WORK TASK: Copy each line that includes the string "textarea" from the material into your answer.

DATA FOR THIS EXERCISE:
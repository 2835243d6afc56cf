//! Caller-owned cache of the last candidate list, the element the user
//! actually interacted with, and the candidate that interaction matched.

use crate::classifier::Classifier;
use crate::core::config::Config;
use crate::core::finder::ElementFinder;
use crate::descriptor::{get_element_info, ElementDescriptor};
use crate::dom::node::{NodeId, Page};
use crate::errors::{HighlightError, Result};
use crate::highlight::{remove_highlight_listeners, remove_overlays, Highlighter};
use crate::resolve::{match_interaction, resolve_descriptor, InteractionMatch};
use crate::types::CapabilityTag;
use tracing::{debug, info};
use uuid::Uuid;

pub struct HighlightSession {
    id: String,
    config: Config,
    finder: Box<dyn ElementFinder>,
    classifier: Classifier,
    candidates: Vec<ElementDescriptor>,
    actual: Option<ElementDescriptor>,
    matching_candidate: Option<ElementDescriptor>,
    last_match: Option<InteractionMatch>,
}

impl HighlightSession {
    pub fn new(config: Config) -> Self {
        let finder = Box::new(Highlighter::new(config.clone()));
        Self::with_finder(config, finder)
    }

    pub fn with_finder(config: Config, finder: Box<dyn ElementFinder>) -> Self {
        let id = Uuid::new_v4().to_string();
        debug!("Created highlight session {}", id);
        Self {
            id,
            config,
            finder,
            classifier: Classifier::default(),
            candidates: Vec::new(),
            actual: None,
            matching_candidate: None,
            last_match: None,
        }
    }

    pub fn id(&self) -> &str {
        &self.id
    }

    pub async fn find_and_cache_candidates(
        &mut self,
        page: &Page,
        tags: &[CapabilityTag],
    ) -> Result<Vec<ElementDescriptor>> {
        self.candidates = self.finder.find_elements(page, tags).await?;
        info!("Session {} cached {} candidates", self.id, self.candidates.len());
        Ok(self.get_candidates())
    }

    /// Describes the element an interaction actually landed on.
    pub fn find_and_cache_actual(&mut self, page: &Page, element: NodeId) -> Result<ElementDescriptor> {
        let tag = self
            .classifier
            .classify(page, element)
            .first()
            .copied()
            .unwrap_or(CapabilityTag::NonInteractive);
        let descriptor = get_element_info(page, element, 0, tag, &self.config.selector)?;
        let detached = descriptor.detached();
        self.actual = Some(descriptor);
        self.matching_candidate = None;
        self.last_match = None;
        Ok(detached)
    }

    /// Matches the cached actual element against the cached candidates.
    pub fn find_and_cache_matching_candidate(&mut self, page: &Page) -> Result<Option<ElementDescriptor>> {
        let actual = self
            .actual
            .as_ref()
            .ok_or_else(|| HighlightError::ElementNotFound("no actual element cached".to_string()))?;
        let element = resolve_descriptor(page, actual)
            .ok_or_else(|| HighlightError::ElementNotFound(actual.primary_selector.clone()))?;

        self.last_match = match_interaction(page, &self.candidates, element);
        self.matching_candidate = self
            .last_match
            .and_then(|m| self.candidates.get(m.position).cloned());
        if let Some(found) = &self.last_match {
            debug!("Interaction matched candidate {} via {:?}", found.position, found.tier);
        }
        Ok(self.get_matching_candidate())
    }

    pub fn get_candidates(&self) -> Vec<ElementDescriptor> {
        self.candidates.iter().map(ElementDescriptor::detached).collect()
    }

    pub fn get_actual(&self) -> Option<ElementDescriptor> {
        self.actual.as_ref().map(ElementDescriptor::detached)
    }

    pub fn get_matching_candidate(&self) -> Option<ElementDescriptor> {
        self.matching_candidate.as_ref().map(ElementDescriptor::detached)
    }

    pub fn last_match(&self) -> Option<InteractionMatch> {
        self.last_match
    }

    /// Clears the cache and removes every highlight overlay and listener.
    pub fn reset(&mut self, page: &mut Page) {
        self.candidates.clear();
        self.actual = None;
        self.matching_candidate = None;
        self.last_match = None;
        let overlays = remove_overlays(page, &self.config.highlight.overlay_id);
        let listeners = remove_highlight_listeners(page);
        debug!(
            "Session {} reset, removed {} overlays and {} listeners",
            self.id, overlays, listeners
        );
    }
}

#[cfg(test)]
mod tests {
    use super::*;
    use crate::dom::layout::block_layout;
    use crate::resolve::MatchTier;

    fn page() -> Page {
        let mut page = Page::from_html(
            r#"<html><body>
                <button id="submit-button"><span id="label">Send</span></button>
                <a id="contact-link" href="/contact">Contact</a>
            </body></html>"#,
            "https://app.example/",
        );
        block_layout(&mut page);
        page
    }

    #[tokio::test]
    async fn caches_candidates_actual_and_match() {
        let page = page();
        let mut session = HighlightSession::new(Config::default());
        let candidates = session
            .find_and_cache_candidates(&page, &[CapabilityTag::Clickable])
            .await
            .unwrap();
        assert_eq!(candidates.len(), 2);
        assert!(candidates.iter().all(|c| c.element().is_none()));

        let label = page.get_element_by_id(page.root(), "label").unwrap();
        let actual = session.find_and_cache_actual(&page, label).unwrap();
        assert_eq!(actual.primary_selector, "#label");
        assert!(actual.element().is_none());

        let matched = session.find_and_cache_matching_candidate(&page).unwrap().unwrap();
        assert_eq!(matched.primary_selector, "#submit-button");
        assert_eq!(session.last_match().unwrap().tier, MatchTier::Ancestor);
        assert!(session.get_matching_candidate().unwrap().element().is_none());
    }

    #[tokio::test]
    async fn reset_clears_cache_and_overlays() {
        let mut page = page();
        let mut highlighter = Highlighter::default();
        highlighter
            .execute(&mut page, &[CapabilityTag::Clickable], true)
            .await
            .unwrap();

        let mut session = HighlightSession::new(Config::default());
        session
            .find_and_cache_candidates(&page, &[CapabilityTag::Clickable])
            .await
            .unwrap();
        session.reset(&mut page);

        assert!(session.get_candidates().is_empty());
        assert!(session.get_actual().is_none());
        assert!(page.event_listeners().is_empty());
        assert!(page.get_element_by_id(page.root(), "highlight-overlay").is_none());
    }

    #[test]
    fn matching_without_actual_is_an_error() {
        let page = page();
        let mut session = HighlightSession::new(Config::default());
        assert!(session.find_and_cache_matching_candidate(&page).is_err());
        assert_ne!(session.id(), HighlightSession::new(Config::default()).id());
    }
}
/// `a`, `button`, button-like inputs, `[role=button]` and `[onclick]`.
pub struct NativeClickable;

impl ElementRule for NativeClickable {
    fn name(&self) -> &'static str {
        "native-clickable"
    }

    fn tag(&self) -> CapabilityTag {
        CapabilityTag::Clickable
    }

    fn matches(&self, page: &Page, element: NodeId) -> bool {
        match page.tag_name(element) {
            Some("a") | Some("button") => return true,
            _ => {}
        }
        if matches!(input_type(page, element).as_deref(), Some("button" | "submit" | "reset")) {
            return true;
        }
        role(page, element).as_deref() == Some("button") || page.has_attribute(element, "onclick")
    }
}

pub struct MenuRoleClickable;

impl ElementRule for MenuRoleClickable {
    fn name(&self) -> &'static str {
        "menu-role"
    }

    fn tag(&self) -> CapabilityTag {
        CapabilityTag::Clickable
    }

    fn matches(&self, page: &Page, element: NodeId) -> bool {
        role(page, element).is_some_and(|r| MENU_ROLES.contains(&r.as_str()))
            || page.attribute(element, "data-toggle") == Some("dropdown")
            || page.class_name(element).split_whitespace().any(|c| c == "dropdown-toggle")
    }
}

/// Native checkboxes and radios.
pub struct NativeToggle;

impl ElementRule for NativeToggle {
    fn name(&self) -> &'static str {
        "native-toggle"
    }

    fn tag(&self) -> CapabilityTag {
        CapabilityTag::Clickable
    }

    fn matches(&self, page: &Page, element: NodeId) -> bool {
        matches!(input_type(page, element).as_deref(), Some("checkbox" | "radio"))
    }
}

/// A styled wrapper whose single real checkbox is collapsed to at most 1px.
pub struct DecoyCheckbox;

impl ElementRule for DecoyCheckbox {
    fn name(&self) -> &'static str {
        "decoy-checkbox"
    }

    fn tag(&self) -> CapabilityTag {
        CapabilityTag::Clickable
    }

    fn matches(&self, page: &Page, element: NodeId) -> bool {
        if page.tag_name(element) == Some("input")
            || !page.class_name(element).to_ascii_lowercase().contains("checkbox")
        {
            return false;
        }
        let inputs: Vec<NodeId> = page
            .descendants(element)
            .into_iter()
            .filter(|d| is_checkbox(page, *d))
            .collect();
        match inputs.as_slice() {
            [input] => {
                let rect = page.rect(*input);
                rect.width <= 1.0 || rect.height <= 1.0
            }
            _ => false,
        }
    }
}

/// Checkboxes styled as switches: the input itself, an ancestor within three
/// levels or its next sibling carries a switch/toggle/slider class or role.
pub struct ToggleSwitch;

impl ElementRule for ToggleSwitch {
    fn name(&self) -> &'static str {
        "toggle-switch"
    }

    fn tag(&self) -> CapabilityTag {
        CapabilityTag::Clickable
    }

    fn matches(&self, page: &Page, element: NodeId) -> bool {
        if !is_checkbox(page, element) {
            return false;
        }
        if class_or_role_matches(page, element, &TOGGLE_RE) {
            return true;
        }
        let mut cursor = page.parent_element(element);
        for _ in 0..TOGGLE_PARENT_LEVELS {
            let Some(parent) = cursor else { break };
            if class_or_role_matches(page, parent, &TOGGLE_RE) {
                return true;
            }
            cursor = page.parent_element(parent);
        }
        page.next_element_sibling(element)
            .is_some_and(|sibling| class_or_role_matches(page, sibling, &TOGGLE_RE))
    }
}

/// Computed `cursor: pointer`, except SVG content.
pub struct PointerCursor;

impl ElementRule for PointerCursor {
    fn name(&self) -> &'static str {
        "pointer-cursor"
    }

    fn tag(&self) -> CapabilityTag {
        CapabilityTag::Clickable
    }

    fn matches(&self, page: &Page, element: NodeId) -> bool {
        page.style(element).is_some_and(|s| s.is_pointer()) && !inside_svg(page, element)
    }
}

/// Text inputs of any kind other than radio/checkbox, `textarea`, and
/// `[contenteditable=true]`.
pub struct FillableField;

impl ElementRule for FillableField {
    fn name(&self) -> &'static str {
        "fillable-field"
    }

    fn tag(&self) -> CapabilityTag {
        CapabilityTag::Fillable
    }

    fn matches(&self, page: &Page, element: NodeId) -> bool {
        if let Some(kind) = input_type(page, element) {
            return kind != "radio" && kind != "checkbox";
        }
        page.tag_name(element) == Some("textarea")
            || page
                .attribute(element, "contenteditable")
                .is_some_and(|v| v.eq_ignore_ascii_case("true"))
    }
}

pub struct NativeSelect;

impl ElementRule for NativeSelect {
    fn name(&self) -> &'static str {
        "native-select"
    }

    fn tag(&self) -> CapabilityTag {
        CapabilityTag::Selectable
    }

    fn matches(&self, page: &Page, element: NodeId) -> bool {
        page.tag_name(element) == Some("select")
    }
}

ANSWER TO THIS EXERCISE:
/// Text inputs of any kind other than radio/checkbox, `textarea`, and
        page.tag_name(element) == Some("textarea")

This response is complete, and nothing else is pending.